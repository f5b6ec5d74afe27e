//! Collection membership values.

use std::fmt;

use crate::error::FactGraphError;

/// An ordered list of collection member identifiers.
///
/// Member ids are caller-chosen opaque strings (UUIDs at the boundary,
/// readable ids in tests). Insertion order is preserved; duplicates are
/// rejected on add.
#[derive(Debug, Clone, PartialEq, Eq, Default)]
pub struct Collection {
    members: Vec<String>,
}

impl Collection {
    pub fn new() -> Collection {
        Collection::default()
    }

    pub fn from_members(members: Vec<String>) -> Result<Collection, FactGraphError> {
        let mut c = Collection::new();
        for m in members {
            c.add(m)?;
        }
        Ok(c)
    }

    pub fn add(&mut self, id: impl Into<String>) -> Result<(), FactGraphError> {
        let id = id.into();
        if id.is_empty() {
            return Err(FactGraphError::invalid("Collection", "empty member id"));
        }
        if self.members.iter().any(|m| m == &id) {
            return Err(FactGraphError::invalid(
                "Collection",
                format!("duplicate member id {}", id),
            ));
        }
        self.members.push(id);
        Ok(())
    }

    /// Remove a member; `false` when absent.
    pub fn remove(&mut self, id: &str) -> bool {
        match self.members.iter().position(|m| m == id) {
            Some(idx) => {
                self.members.remove(idx);
                true
            }
            None => false,
        }
    }

    pub fn contains(&self, id: &str) -> bool {
        self.members.iter().any(|m| m == id)
    }

    pub fn len(&self) -> usize {
        self.members.len()
    }

    pub fn is_empty(&self) -> bool {
        self.members.is_empty()
    }

    pub fn members(&self) -> &[String] {
        &self.members
    }

    pub fn get(&self, index: usize) -> Option<&str> {
        self.members.get(index).map(String::as_str)
    }
}

impl fmt::Display for Collection {
    fn fmt(&self, f: &mut fmt::Formatter<'_>) -> fmt::Result {
        write!(f, "[{}]", self.members.join(", "))
    }
}

// ──────────────────────────────────────────────
// Tests
// ──────────────────────────────────────────────

#[cfg(test)]
mod tests {
    use super::*;

    #[test]
    fn preserves_insertion_order() {
        let c = Collection::from_members(vec!["b".into(), "a".into(), "c".into()]).unwrap();
        assert_eq!(c.members(), &["b", "a", "c"]);
    }

    #[test]
    fn rejects_duplicates_and_empty_ids() {
        let mut c = Collection::new();
        c.add("a").unwrap();
        assert!(c.add("a").is_err());
        assert!(c.add("").is_err());
    }

    #[test]
    fn remove_reports_presence() {
        let mut c = Collection::from_members(vec!["a".into(), "b".into()]).unwrap();
        assert!(c.remove("a"));
        assert!(!c.remove("a"));
        assert_eq!(c.members(), &["b"]);
    }
}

* **Problem**:
Would you output, unchanged, each line from the start of the records to the line that holds "#[derive(Debug, Clone, PartialEq, Eq, Default)]", both included and nothing else?

* **Result of the exercise**:
repository f5b6ec5d74afe27e
//! Collection membership values.

use std::fmt;

use crate::error::FactGraphError;

/// An ordered list of collection member identifiers.
///
/// Member ids are caller-chosen opaque strings (UUIDs at the boundary,
/// readable ids in tests). Insertion order is preserved; duplicates are
/// rejected on add.
#[derive(Debug, Clone, PartialEq, Eq, Default)]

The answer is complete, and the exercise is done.